START Records provided
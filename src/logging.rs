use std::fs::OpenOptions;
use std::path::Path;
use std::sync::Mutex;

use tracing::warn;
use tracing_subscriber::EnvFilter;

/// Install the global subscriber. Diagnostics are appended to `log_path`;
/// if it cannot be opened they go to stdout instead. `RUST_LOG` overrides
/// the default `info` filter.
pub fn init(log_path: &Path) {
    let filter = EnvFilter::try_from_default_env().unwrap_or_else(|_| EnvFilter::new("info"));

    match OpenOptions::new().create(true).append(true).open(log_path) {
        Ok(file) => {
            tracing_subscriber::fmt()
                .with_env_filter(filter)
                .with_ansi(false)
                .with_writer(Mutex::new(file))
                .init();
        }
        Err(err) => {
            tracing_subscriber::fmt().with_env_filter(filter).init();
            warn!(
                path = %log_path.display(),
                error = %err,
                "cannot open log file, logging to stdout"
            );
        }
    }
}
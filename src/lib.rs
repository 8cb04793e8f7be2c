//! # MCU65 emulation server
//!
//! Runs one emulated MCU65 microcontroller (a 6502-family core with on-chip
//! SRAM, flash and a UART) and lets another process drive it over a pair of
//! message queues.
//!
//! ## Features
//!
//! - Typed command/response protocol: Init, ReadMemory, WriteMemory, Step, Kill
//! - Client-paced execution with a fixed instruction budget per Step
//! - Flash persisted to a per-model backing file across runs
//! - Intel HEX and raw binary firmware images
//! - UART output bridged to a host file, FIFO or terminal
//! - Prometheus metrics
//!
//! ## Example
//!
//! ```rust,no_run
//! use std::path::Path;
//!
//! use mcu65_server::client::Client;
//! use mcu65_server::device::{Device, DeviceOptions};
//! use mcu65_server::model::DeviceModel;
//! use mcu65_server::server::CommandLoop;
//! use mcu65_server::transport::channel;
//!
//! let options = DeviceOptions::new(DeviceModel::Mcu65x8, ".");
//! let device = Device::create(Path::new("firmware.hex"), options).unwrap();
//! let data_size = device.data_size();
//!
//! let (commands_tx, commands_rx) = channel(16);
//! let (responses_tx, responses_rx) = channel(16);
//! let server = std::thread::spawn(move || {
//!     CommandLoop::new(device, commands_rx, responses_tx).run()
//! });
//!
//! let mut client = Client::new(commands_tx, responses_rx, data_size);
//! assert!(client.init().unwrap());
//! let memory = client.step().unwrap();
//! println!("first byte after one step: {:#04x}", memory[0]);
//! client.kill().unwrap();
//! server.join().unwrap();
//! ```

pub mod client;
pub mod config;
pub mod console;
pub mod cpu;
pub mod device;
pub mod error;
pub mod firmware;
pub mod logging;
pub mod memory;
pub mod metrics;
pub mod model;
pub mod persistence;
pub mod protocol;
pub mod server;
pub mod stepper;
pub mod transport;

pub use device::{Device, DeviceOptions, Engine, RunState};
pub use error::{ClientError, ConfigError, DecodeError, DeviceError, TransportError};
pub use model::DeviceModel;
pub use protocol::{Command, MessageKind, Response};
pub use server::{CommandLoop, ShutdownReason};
END Records provided
Task statement » In the records, which lines use the word "stdout"? Report them.

Reply to the task »
/// if it cannot be opened they go to stdout instead. `RUST_LOG` overrides
                "cannot open log file, logging to stdout"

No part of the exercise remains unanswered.